Serological biomarkers of ASCA IgG and IgA were effective for differentiating CD in pediatric IBD patients, and serum pANCA and PR3-ANCA, but not MPO-ANCA, were effective in distinguishing UC and IBD-U. Furthermore, measuring serological titers of ASCA IgG and IgA may help differentiate CD and evaluate the disease activity and phenotype of pediatric IBD in practice.

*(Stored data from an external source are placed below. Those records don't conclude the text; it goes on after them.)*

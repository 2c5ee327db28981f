pub mod dedup;
pub mod remote_state;
pub mod ttl_store;
pub mod writes;

pub use dedup::Deduplicator;
pub use remote_state::RemoteState;
pub use ttl_store::TtlStore;
pub use writes::{WriteOutcome, insert_idempotent};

本研究旨在评估血清抗酿酒酵母抗体(ASCA)、核周抗中性粒细胞胞质抗体(pANCA)、PR3-ANCA 和 MPO-ANCA 在儿科炎症性肠病(IBD)患者中的诊断效用、疾病活动度和表型相关性。
招募诊断为 IBD 的儿科患者,并通过全面调查将其分为克罗恩病(CD)、溃疡性结肠炎(UC)和 IBD 未分类(IBD-U)。采用巴黎分类评估儿科 CD 和 UC 的疾病表型。
共纳入 229 例 IBD 儿科患者(CD147 例、UC53 例、IBD-U29 例)。三组间 ASCA IgG 血清阳性率差异有统计学意义(CD75.4%、UC17.5%、IBD-U60.0%;p<0.001)。UC 中 PR3-ANCA 阳性率最高(24.0%),其次是 IBD-U(17.6%),CD 中均为阴性(p=0.002);IBD-U 中 pANCA 阳性率较高(33.6%),其次是 UC(28.0%),而 CD 中较低(1.4%)(p<0.001)。关于疾病表型,肛周疾病显示出更高的血清 ASCA IgG 滴度(P1 中位数 36.7 U/mL 与 P0 中位数 25.2 U/mL,p=0.019)。区分 CD 的血清 ASCA IgG 和 IgA 截断值分别为 32.7(U/mL)和 11.9(U/mL),特异性为 80.0%。
血清 ASCA IgG 和 IgA 等生物标志物可有效区分儿科 IBD 患者的 CD,血清 pANCA 和 PR3-ANCA(而非 MPO-ANCA)可有效区分 UC 和 IBD-U。此外,测量 ASCA IgG 和 IgA 的血清滴度可能有助于区分 CD,并在实践中评估儿科 IBD 的疾病活动度和表型。